-------- SUPPLIED DATA

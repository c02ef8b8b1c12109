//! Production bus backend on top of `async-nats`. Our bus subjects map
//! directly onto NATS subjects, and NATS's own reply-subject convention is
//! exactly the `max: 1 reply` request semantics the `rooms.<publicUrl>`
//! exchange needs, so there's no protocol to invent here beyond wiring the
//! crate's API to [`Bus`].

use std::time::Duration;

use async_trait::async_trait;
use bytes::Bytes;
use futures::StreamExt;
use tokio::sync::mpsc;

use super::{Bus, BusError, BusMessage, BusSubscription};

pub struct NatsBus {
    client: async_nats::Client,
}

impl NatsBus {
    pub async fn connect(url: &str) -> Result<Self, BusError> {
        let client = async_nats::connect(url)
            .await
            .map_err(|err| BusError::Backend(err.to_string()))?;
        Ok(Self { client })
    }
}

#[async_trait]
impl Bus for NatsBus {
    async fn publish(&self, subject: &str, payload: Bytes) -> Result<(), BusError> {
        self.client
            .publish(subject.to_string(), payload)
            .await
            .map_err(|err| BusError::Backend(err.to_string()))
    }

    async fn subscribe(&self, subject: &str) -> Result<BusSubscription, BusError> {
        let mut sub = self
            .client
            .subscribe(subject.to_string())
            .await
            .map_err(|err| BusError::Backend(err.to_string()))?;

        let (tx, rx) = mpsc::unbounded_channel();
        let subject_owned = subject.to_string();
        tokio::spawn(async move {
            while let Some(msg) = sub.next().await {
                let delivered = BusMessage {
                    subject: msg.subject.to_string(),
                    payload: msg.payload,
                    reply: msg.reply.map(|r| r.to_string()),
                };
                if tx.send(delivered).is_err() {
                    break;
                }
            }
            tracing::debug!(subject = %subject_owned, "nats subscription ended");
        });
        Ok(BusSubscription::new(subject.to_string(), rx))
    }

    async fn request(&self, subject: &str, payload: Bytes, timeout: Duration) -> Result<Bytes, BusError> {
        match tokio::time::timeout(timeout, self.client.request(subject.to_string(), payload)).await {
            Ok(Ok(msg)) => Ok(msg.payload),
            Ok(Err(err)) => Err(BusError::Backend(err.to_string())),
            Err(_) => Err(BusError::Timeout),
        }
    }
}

----------------

DIRECTIONS FOR THIS TASK
Which lines above hold the string "connect"? Please copy all of them.

SOLUTION
    pub async fn connect(url: &str) -> Result<Self, BusError> {
        let client = async_nats::connect(url)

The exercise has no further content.